Managed Entry Agreements (MEA) are progressively being executed in the Middle East and North Africa (MENA). The countries of MENA regions can be categorized in two classes with one aiding access initiatives that target registration, pricing and reimbursement barriers, while another creating demand initiatives that aim to drive uptake of drugs upon launch and address issues around awareness, affordability and adherence. According to the recent analysis, initiatives directing pricing and affordability are frequently recognized in countries which have relatively limited government funding or public healthcare coverage. UAE, Egypt, Saudi Arabia and Algeria, respectively are the most active countries in terms of market access initiatives in the region. MENA region has started witnessing few Managed Entry Agreements, although not many, accessibility despite being the primary barrier for innovative products.
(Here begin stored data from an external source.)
use chrono::{DateTime, Utc};
use serde::{Deserialize, Serialize};
use tiktoken_rs::cl100k_base;

pub const DEFAULT_TITLE: &str = "New Chat";
const TITLE_MAX_CHARS: usize = 30;

/// Time-derived id with a short random suffix so two ids minted in the same
/// millisecond still differ.
pub fn generate_id(prefix: &str) -> String {
    let suffix = uuid::Uuid::new_v4().simple().to_string();
    format!("{}_{}_{}", prefix, Utc::now().timestamp_millis(), &suffix[..8])
}

#[derive(Serialize, Deserialize, Clone, PartialEq, Debug)]
pub struct Message {
    pub text: String,
    #[serde(rename = "isUser")]
    pub is_from_user: bool,
    #[serde(rename = "timestamp")]
    pub created_at: DateTime<Utc>,
    #[serde(rename = "model", default, skip_serializing_if = "Option::is_none")]
    pub model_id: Option<String>,
}

impl Message {
    pub fn user(text: impl Into<String>, model_id: &str) -> Self {
        Self {
            text: text.into(),
            is_from_user: true,
            created_at: Utc::now(),
            model_id: Some(model_id.to_string()),
        }
    }

    pub fn assistant(text: impl Into<String>, model_id: &str) -> Self {
        Self {
            text: text.into(),
            is_from_user: false,
            created_at: Utc::now(),
            model_id: Some(model_id.to_string()),
        }
    }
}

#[derive(Serialize, Deserialize, Clone, PartialEq, Debug)]
pub struct Conversation {
    pub id: String,
    pub title: String,
    #[serde(default)]
    pub messages: Vec<Message>,
    #[serde(rename = "model")]
    pub model_id: String,
}

impl Conversation {
    pub fn new(model_id: &str) -> Self {
        Self::with_id(generate_id("conv"), model_id)
    }

    pub fn with_id(id: impl Into<String>, model_id: &str) -> Self {
        Self {
            id: id.into(),
            title: DEFAULT_TITLE.to_string(),
            messages: Vec::new(),
            model_id: model_id.to_string(),
        }
    }

    pub fn has_default_title(&self) -> bool {
        self.title == DEFAULT_TITLE
    }

    /// Drops all messages and restores the default title, keeping id and model.
    pub fn reset(&mut self) {
        self.title = DEFAULT_TITLE.to_string();
        self.messages.clear();
    }
}

/// First 30 characters of the message, trimmed, with `...` when it was cut.
pub fn derive_title(text: &str) -> String {
    let head: String = text.chars().take(TITLE_MAX_CHARS).collect();
    let mut title = head.trim().to_string();
    if text.chars().count() > TITLE_MAX_CHARS {
        title.push_str("...");
    }
    title
}

#[derive(Serialize, Deserialize, Clone, Copy, PartialEq, Eq, Debug)]
pub enum TemplateIcon {
    #[serde(rename = "DocumentTextIcon")]
    Document,
    #[serde(rename = "CommandLineIcon")]
    Code,
    #[serde(rename = "UserIcon")]
    User,
    #[serde(rename = "AdjustmentsHorizontalIcon")]
    Settings,
    #[serde(rename = "BoltIcon")]
    Lightning,
}

impl TemplateIcon {
    pub const ALL: [TemplateIcon; 5] = [
        TemplateIcon::Document,
        TemplateIcon::Code,
        TemplateIcon::User,
        TemplateIcon::Settings,
        TemplateIcon::Lightning,
    ];

    pub fn label(self) -> &'static str {
        match self {
            TemplateIcon::Document => "Document",
            TemplateIcon::Code => "Code",
            TemplateIcon::User => "User",
            TemplateIcon::Settings => "Settings",
            TemplateIcon::Lightning => "Lightning",
        }
    }

    pub fn glyph(self) -> &'static str {
        match self {
            TemplateIcon::Document => "📄",
            TemplateIcon::Code => "⌨",
            TemplateIcon::User => "👤",
            TemplateIcon::Settings => "⚙",
            TemplateIcon::Lightning => "⚡",
        }
    }

    pub fn from_label(label: &str) -> Option<Self> {
        Self::ALL.iter().copied().find(|icon| icon.label() == label)
    }
}

impl Default for TemplateIcon {
    fn default() -> Self {
        TemplateIcon::Document
    }
}

#[derive(Serialize, Deserialize, Clone, PartialEq, Debug)]
pub struct PromptTemplate {
    pub id: String,
    pub title: String,
    #[serde(default)]
    pub description: String,
    #[serde(rename = "prompt")]
    pub system_prompt: String,
    #[serde(default)]
    pub icon: TemplateIcon,
}

impl PromptTemplate {
    /// Blank template shown in the editor for "New Template".
    pub fn draft() -> Self {
        Self {
            id: generate_id("template"),
            title: "New Template".to_string(),
            description: "Template description".to_string(),
            system_prompt: "Enter your system prompt here.".to_string(),
            icon: TemplateIcon::Document,
        }
    }

    pub fn defaults() -> Vec<PromptTemplate> {
        let entry = |id: &str, title: &str, description: &str, prompt: &str, icon| PromptTemplate {
            id: id.to_string(),
            title: title.to_string(),
            description: description.to_string(),
            system_prompt: prompt.to_string(),
            icon,
        };
        vec![
            entry(
                "temp_1",
                "Professional Writer",
                "Make responses sound like a professional writer",
                "You are a professional writer with excellent grammar and vocabulary. Respond in a sophisticated, clear manner with well-structured paragraphs.",
                TemplateIcon::Document,
            ),
            entry(
                "temp_2",
                "Code Expert",
                "Focus on providing well-commented code examples",
                "You are a senior software engineer. Provide detailed code examples with clear comments. Explain your approach and any design patterns used.",
                TemplateIcon::Code,
            ),
            entry(
                "temp_3",
                "Friendly Assistant",
                "More conversational and approachable tone",
                "You are a friendly and helpful assistant. Use conversational language, simple explanations, and occasionally add some light humor to make interactions more engaging.",
                TemplateIcon::User,
            ),
            entry(
                "temp_4",
                "Expert Instructor",
                "Educational responses with clear explanations",
                "You are an expert instructor with years of teaching experience. Break down complex topics into understandable parts. Use examples and analogies to illustrate points.",
                TemplateIcon::Settings,
            ),
        ]
    }
}

#[derive(Serialize, Deserialize, Clone, Copy, PartialEq, Debug)]
#[serde(rename_all = "camelCase", default)]
pub struct GenerationConfig {
    pub temperature: f32,
    pub max_tokens: u32,
    pub top_p: f32,
    pub frequency_penalty: f32,
    pub presence_penalty: f32,
}

impl GenerationConfig {
    pub const MIN_TOKENS: u32 = 256;
    pub const MAX_TOKENS: u32 = 4096;

    /// Pulls every field back into the range the settings panel allows.
    pub fn clamped(mut self) -> Self {
        self.temperature = clamp_or(self.temperature, 0.0, 1.0, 0.7);
        self.top_p = clamp_or(self.top_p, 0.0, 1.0, 0.9);
        self.frequency_penalty = clamp_or(self.frequency_penalty, -2.0, 2.0, 0.0);
        self.presence_penalty = clamp_or(self.presence_penalty, -2.0, 2.0, 0.0);
        self.max_tokens = self.max_tokens.clamp(Self::MIN_TOKENS, Self::MAX_TOKENS);
        self
    }

    /// Query pairs appended to text-generation requests.
    pub fn query_pairs(&self) -> Vec<(&'static str, String)> {
        vec![
            ("temperature", self.temperature.to_string()),
            ("max_tokens", self.max_tokens.to_string()),
            ("top_p", self.top_p.to_string()),
            ("frequency_penalty", self.frequency_penalty.to_string()),
            ("presence_penalty", self.presence_penalty.to_string()),
        ]
    }
}

fn clamp_or(value: f32, min: f32, max: f32, fallback: f32) -> f32 {
    if value.is_nan() {
        fallback
    } else {
        value.clamp(min, max)
    }
}

impl Default for GenerationConfig {
    fn default() -> Self {
        Self {
            temperature: 0.7,
            max_tokens: 2048,
            top_p: 0.9,
            frequency_penalty: 0.0,
            presence_penalty: 0.0,
        }
    }
}

#[derive(Serialize, Deserialize, Clone, PartialEq, Debug)]
pub struct UploadedFile {
    pub name: String,
    pub mime_type: String,
    pub size_bytes: u64,
    pub content: String,
}

impl UploadedFile {
    /// Text and JSON files are inlined as text; everything else is read as a data URL.
    pub fn is_textual(mime_type: &str) -> bool {
        mime_type.starts_with("text/") || mime_type == "application/json"
    }

    pub fn estimated_tokens(&self) -> usize {
        match cl100k_base() {
            Ok(tokenizer) => tokenizer.encode_ordinary(&self.content).len(),
            Err(_) => self.content.split_whitespace().count(),
        }
    }
}

#[derive(Serialize, Deserialize, Clone, Copy, PartialEq, Eq, Debug)]
#[serde(rename_all = "lowercase")]
pub enum Theme {
    Light,
    Dark,
}

impl Default for Theme {
    fn default() -> Self {
        Theme::Light
    }
}

#[derive(Serialize, Deserialize, Clone, Copy, PartialEq, Eq, Debug)]
pub enum ImageSize {
    #[serde(rename = "256x256")]
    Small,
    #[serde(rename = "512x512")]
    Medium,
    #[serde(rename = "768x768")]
    Large,
    #[serde(rename = "1024x1024")]
    ExtraLarge,
}

impl ImageSize {
    pub const ALL: [ImageSize; 4] = [
        ImageSize::Small,
        ImageSize::Medium,
        ImageSize::Large,
        ImageSize::ExtraLarge,
    ];

    pub fn dimensions(self) -> (u32, u32) {
        match self {
            ImageSize::Small => (256, 256),
            ImageSize::Medium => (512, 512),
            ImageSize::Large => (768, 768),
            ImageSize::ExtraLarge => (1024, 1024),
        }
    }

    pub fn label(self) -> String {
        let (w, h) = self.dimensions();
        let name = match self {
            ImageSize::Small => "Small",
            ImageSize::Medium => "Medium",
            ImageSize::Large => "Large",
            ImageSize::ExtraLarge => "Extra Large",
        };
        format!("{} ({}x{})", name, w, h)
    }
}

impl Default for ImageSize {
    fn default() -> Self {
        ImageSize::Medium
    }
}

#[derive(Serialize, Deserialize, Clone, Copy, PartialEq, Eq, Debug)]
#[serde(rename_all = "lowercase")]
pub enum FontSize {
    Small,
    Medium,
    Large,
}

impl FontSize {
    pub const ALL: [FontSize; 3] = [FontSize::Small, FontSize::Medium, FontSize::Large];

    pub fn css_class(self) -> &'static str {
        match self {
            FontSize::Small => "font-small",
            FontSize::Medium => "font-medium",
            FontSize::Large => "font-large",
        }
    }

    pub fn label(self) -> &'static str {
        match self {
            FontSize::Small => "small",
            FontSize::Medium => "medium",
            FontSize::Large => "large",
        }
    }
}

impl Default for FontSize {
    fn default() -> Self {
        FontSize::Medium
    }
}

#[derive(Clone, Copy, PartialEq, Debug)]
pub struct UiPreferences {
    pub theme: Theme,
    pub image_size: ImageSize,
    pub auto_scroll: bool,
    pub font_size: FontSize,
}

impl Default for UiPreferences {
    fn default() -> Self {
        Self {
            theme: Theme::Light,
            image_size: ImageSize::Medium,
            auto_scroll: true,
            font_size: FontSize::Medium,
        }
    }
}

#[derive(Serialize, Deserialize, Clone, PartialEq, Debug)]
#[serde(rename_all = "camelCase", default)]
pub struct Endpoints {
    pub text_base_url: String,
    pub image_base_url: String,
}

impl Default for Endpoints {
    fn default() -> Self {
        Self {
            text_base_url: "https://text.pollinations.ai".to_string(),
            image_base_url: "https://image.pollinations.ai".to_string(),
        }
    }
}

#[cfg(test)]
mod tests {
    use super::*;

    #[test]
    fn short_message_becomes_title_verbatim() {
        assert_eq!(derive_title("Hello there"), "Hello there");
    }

    #[test]
    fn long_message_is_truncated_with_ellipsis() {
        let text = "Explain quantum computing to a 10-year-old";
        assert_eq!(derive_title(text), "Explain quantum computing to a...");
        assert_eq!(derive_title(&"x".repeat(30)), "x".repeat(30));
    }

    #[test]
    fn truncated_title_drops_space_before_ellipsis() {
        // The 30th character is a space.
        let text = "Write a short story about the robot";
        assert_eq!(derive_title(text), "Write a short story about the...");
        assert_eq!(derive_title("  padded  "), "padded");
    }

    #[test]
    fn title_truncation_counts_characters_not_bytes() {
        let text = "é".repeat(31);
        let title = derive_title(&text);
        assert_eq!(title, format!("{}...", "é".repeat(30)));
    }

    #[test]
    fn generated_ids_are_distinct() {
        let a = generate_id("conv");
        let b = generate_id("conv");
        assert!(a.starts_with("conv_"));
        assert_ne!(a, b);
    }

    #[test]
    fn config_clamps_out_of_range_values() {
        let config = GenerationConfig {
            temperature: 1.8,
            max_tokens: 10,
            top_p: f32::NAN,
            frequency_penalty: 5.0,
            presence_penalty: -5.0,
        }
        .clamped();

        assert_eq!(config.temperature, 1.0);
        assert_eq!(config.max_tokens, GenerationConfig::MIN_TOKENS);
        assert_eq!(config.top_p, 0.9);
        assert_eq!(config.frequency_penalty, 2.0);
        assert_eq!(config.presence_penalty, -2.0);
    }

    #[test]
    fn config_query_pairs_use_plain_number_formatting() {
        let pairs = GenerationConfig::default().query_pairs();
        assert_eq!(
            pairs,
            vec![
                ("temperature", "0.7".to_string()),
                ("max_tokens", "2048".to_string()),
                ("top_p", "0.9".to_string()),
                ("frequency_penalty", "0".to_string()),
                ("presence_penalty", "0".to_string()),
            ]
        );
    }

    #[test]
    fn stored_records_use_camel_case_field_names() {
        let template = PromptTemplate::defaults().remove(1);
        let json = serde_json::to_value(&template).unwrap();
        assert_eq!(json["prompt"], template.system_prompt.as_str());
        assert_eq!(json["icon"], "CommandLineIcon");

        let config = serde_json::to_value(GenerationConfig::default()).unwrap();
        assert_eq!(config["maxTokens"], 2048);
    }

    #[test]
    fn partial_config_fills_missing_fields_with_defaults() {
        let config: GenerationConfig = serde_json::from_str(r#"{"temperature":0.2}"#).unwrap();
        assert_eq!(config.temperature, 0.2);
        assert_eq!(config.max_tokens, 2048);
    }

    #[test]
    fn textual_uploads_are_detected_by_mime_type() {
        assert!(UploadedFile::is_textual("text/plain"));
        assert!(UploadedFile::is_textual("application/json"));
        assert!(!UploadedFile::is_textual("image/png"));
    }

    #[test]
    fn upload_token_estimate_uses_cl100k() {
        let mut file = UploadedFile {
            name: "notes.txt".to_string(),
            mime_type: "text/plain".to_string(),
            size_bytes: 11,
            content: "hello world".to_string(),
        };
        assert_eq!(file.estimated_tokens(), 2);

        file.content.clear();
        assert_eq!(file.estimated_tokens(), 0);
    }
}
The recent initiatives for market access aim to create an upsurge in capacity and infrastructure in the health care system or simple price discounts, rather than value-based partnerships to improve access to innovative treatments in the MENA region. Furthermore, resolutions for uninsured or underinsured to declined access entail multiple systemic changes such as amended national guidelines, higher and better reimbursement policies, negotiation on drug prices, value-based pricing evaluating cost-effectiveness and affordability, easy permit to generics and biosimilars.